Howard Schultz: Presidente e CEO Starbucks

Presidente e CEO, Starbucks

Howard Schultz (New York, 19 luglio 1953) è un imprenditore statunitense. È noto per essere stato amministratore delegato di Starbucks.

È considerato come il soggetto che diede un significativo incremento agli utili di Starbucks, nonché alla sua internazionalizzazione. L’idea di come strutturare ogni singolo punto di vendita di Starbucks, gli venne durante un viaggio effettuato a Milano in cui entrò in contatto con la tradizione del bar italiano come punto di incontro.

Dopo un posto di lavoro in Xerox, dove diventa un esperto di vendite, rientra a New York. Tre anni più tardi, accetta di lavorare per Hammarplast, una società di prodotti di un’azienda svedese di cui diventerà vice presidente e general manager alla guida del team di venditori. Lavorando per Hammarplast Schultz entra in contatto con Starbucks: la piccola torrefazione di Seattle, infatti, ha catturato la sua attenzione con un ordine di grosse dimensioni per caffettiere all’americana. Dopo un viaggio di lavoro a Milano, dove Schultz ha potuto notare il rapporto personale fra i baristi della città e i propri clienti, viene folgorato dall’idea di replicare qualcosa di simile. Così Schultz prova a convincere i fondatori di Starbucks a trasformare la torrefazione in un caffetteria di ispirazione italiana, ma i proprietari declinano. È così che decide di perseguire l’idea in proprio con l’insegna “Il Giornale”, ma ha bisogno di 1,6 milioni di dollari per far decollare la formula. 

L’anno successivo, dunque, l’aspirante imprenditore è impegnato a raccogliere fondi: “Ho parlato con 242 persone e 217 mi hanno detto di no. È veramente sconfortante sentirsi dire così tante volte che la propria idea è qualcosa in cui non vale la pena di investire”.

Nell’agosto del 1987, dopo due anni di attività, Il Giornale acquisisce le caffetterie Starbucks per 3,8 milioni di dollari e Schultz ne diventa amministratore. Cinque anni più tardi, con una catena di 165 caffetterie, Starbucks sbarca a Wall Street e chiude l’anno con un giro d’affari da 93 milioni di dollari.

Uno dei più importanti motivi del suo successo è che viene considerata dal proprio pubblico una sorta di “third home“, ossia una “terza casa”. Un luogo di completo relax, d’evasione, l’alternativa perfetta al caffè tra le mura domestiche e quello di corsa tra una riunione lavorativa e l’altra.

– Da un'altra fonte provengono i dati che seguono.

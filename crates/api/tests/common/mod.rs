//! Shared helpers for API integration tests. The app runs against the
//! in-memory lead store so no database is needed.

#![allow(dead_code)]

use std::collections::BTreeMap;
use std::sync::Arc;

use axum::body::Body;
use axum::http::{Method, Request, Response};
use axum::Router;
use http_body_util::BodyExt;
use serde_json::Value;
use tower::ServiceExt;

use leadimport_api::config::{ImportSettings, ServerConfig};
use leadimport_api::router::build_app_router;
use leadimport_api::state::AppState;
use leadimport_core::field::{FieldKey, NormalizedData};
use leadimport_core::importer::{CommitRequest, CommitRow};
use leadimport_core::parser::FileType;
use leadimport_core::types::RowNumber;
use leadimport_core::validation::evaluator::validate_mapped;
use leadimport_core::validation::rules::RowValidationResult;
use leadimport_pipeline::memory_store::MemoryLeadStore;

/// Build a test `ServerConfig` with safe defaults.
pub fn test_config() -> ServerConfig {
    ServerConfig {
        host: "127.0.0.1".to_string(),
        port: 0,
        cors_origins: vec!["http://localhost:5173".to_string()],
        request_timeout_secs: 30,
        shutdown_timeout_secs: 5,
        import: ImportSettings {
            commit_wait_secs: 10,
            ..ImportSettings::default()
        },
    }
}

/// Build the full application router over `store`, returning the state too
/// so tests can reach the import registry.
pub fn build_test_app(store: Arc<MemoryLeadStore>) -> (Router, AppState) {
    let config = test_config();
    let state = AppState::new(store, config.clone());
    (build_app_router(state.clone(), &config), state)
}

pub async fn get(app: &Router, uri: &str) -> Response<Body> {
    let request = Request::builder()
        .method(Method::GET)
        .uri(uri)
        .body(Body::empty())
        .unwrap();
    app.clone().oneshot(request).await.unwrap()
}

pub async fn post_json(app: &Router, uri: &str, body: Value) -> Response<Body> {
    let request = Request::builder()
        .method(Method::POST)
        .uri(uri)
        .header("content-type", "application/json")
        .body(Body::from(body.to_string()))
        .unwrap();
    app.clone().oneshot(request).await.unwrap()
}

pub async fn post_bytes(app: &Router, uri: &str, body: &[u8]) -> Response<Body> {
    let request = Request::builder()
        .method(Method::POST)
        .uri(uri)
        .header("content-type", "text/csv")
        .body(Body::from(body.to_vec()))
        .unwrap();
    app.clone().oneshot(request).await.unwrap()
}

pub async fn post_empty(app: &Router, uri: &str) -> Response<Body> {
    let request = Request::builder()
        .method(Method::POST)
        .uri(uri)
        .body(Body::empty())
        .unwrap();
    app.clone().oneshot(request).await.unwrap()
}

pub async fn body_bytes(response: Response<Body>) -> Vec<u8> {
    response.into_body().collect().await.unwrap().to_bytes().to_vec()
}

pub async fn body_json(response: Response<Body>) -> Value {
    serde_json::from_slice(&body_bytes(response).await).unwrap()
}

pub async fn body_text(response: Response<Body>) -> String {
    String::from_utf8(body_bytes(response).await).unwrap()
}

pub fn fields(pairs: &[(FieldKey, &str)]) -> NormalizedData {
    pairs.iter().map(|(f, v)| (*f, v.to_string())).collect()
}

pub fn validated_row(n: RowNumber, pairs: &[(FieldKey, &str)]) -> RowValidationResult {
    let mapped: BTreeMap<FieldKey, String> = pairs.iter().map(|(f, v)| (*f, v.to_string())).collect();
    validate_mapped(n, &mapped)
}

pub fn commit_row(n: RowNumber, pairs: &[(FieldKey, &str)]) -> CommitRow {
    CommitRow {
        validation: validated_row(n, pairs),
        raw_data: pairs
            .iter()
            .map(|(f, v)| (f.label().to_string(), v.to_string()))
            .collect(),
    }
}

pub fn commit_request(rows: Vec<CommitRow>) -> CommitRequest {
    CommitRequest {
        file_name: "leads.csv".into(),
        file_type: FileType::Csv,
        total_rows: rows.len(),
        validated_rows: rows,
        mappings: Vec::new(),
        assignment_config: Default::default(),
        duplicate_config: Default::default(),
        row_actions: Vec::new(),
        db_duplicate_info: Vec::new(),
        edited_rows: BTreeMap::new(),
        default_status: None,
        default_source: None,
    }
}

/// Valid first row, a row with no contact field and a file duplicate of
/// the first row, with the user's skip decisions.
pub fn scenario_request() -> Value {
    let mut request = commit_request(vec![
        commit_row(1, &[(FieldKey::Email, "jean@test.com"), (FieldKey::FirstName, "Jean")]),
        commit_row(2, &[(FieldKey::FirstName, "Marie"), (FieldKey::Company, "Acme")]),
        commit_row(3, &[(FieldKey::Email, "Jean@Test.COM")]),
    ]);
    request.row_actions = vec![(2, "skip".into()), (3, "skip".into())];
    serde_json::to_value(request).unwrap()
}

Nel 2000 Schultz lascia la guida del gruppo, ma solo per rientrarvi nel 2008 preoccupato dalla perdita del valore azionario del gruppo. A fine 2016 lascia il ruolo di amministratore delegato del gruppo e nel giugno 2018 annuncia che lascerà anche il ruolo di presidente.

fonte wikipedia


Per quasi tre decenni, Howard Schultz è stato la forza dietro la catena di caffè più popolare del pianeta – e un modello dinamico di un CEO progressista che è animato da problemi sociali, dalla salute dei suoi dipendenti e dai margini di profitto.

Schultz ha profondamente investito nel benessere e nel successo dei 300.000 dipendenti di Starbucks, che definisce “partner”. Starbucks è stato uno dei primi rivenditori statunitensi a fornire benefici sanitari completi a tutti i dipendenti part-time e a tempo pieno. Negli ultimi anni, Schultz ha anche ottenuto rassegne favorevoli all’occupazione per un programma che paghi le tasse scolastiche dei lavoratori e per impegnare 10.000 veterani militari o i loro coniugi entro il 2018.

Schultz ha suggerito che il credo di Starbucks – “usare il nostro successo per il bene” – dovrebbe essere un modello per altre società globali. Ha esercitato la sua influenza per denigrare le leggi sulle armi da trasporto, dichiarare l’importanza della diversità e inclusione sociale e iniziare una conversazione nazionale sulla razza (anche se in quella ha fallito). Di recente, Starbucks ha lanciato FoodShare, un programma per la donazione dei pasti pronti da consumare. La catena del caffè prevede di donare quasi 50 milioni di pasti entro il 2021.

Quando tornò per un secondo periodo come CEO della compagnia nel 2008 (fece un passo indietro per servire come presidente durante una pausa di otto anni) si concentrò sulla qualità e riqualificò il suo esercito di baristi, portando i profitti da $ 315 milioni a $ 945 milioni in due anni. L’anno scorso, i profitti hanno raggiunto $ 2,8 miliardi su ricavi di $ 19 miliardi, entrambi i record più alti.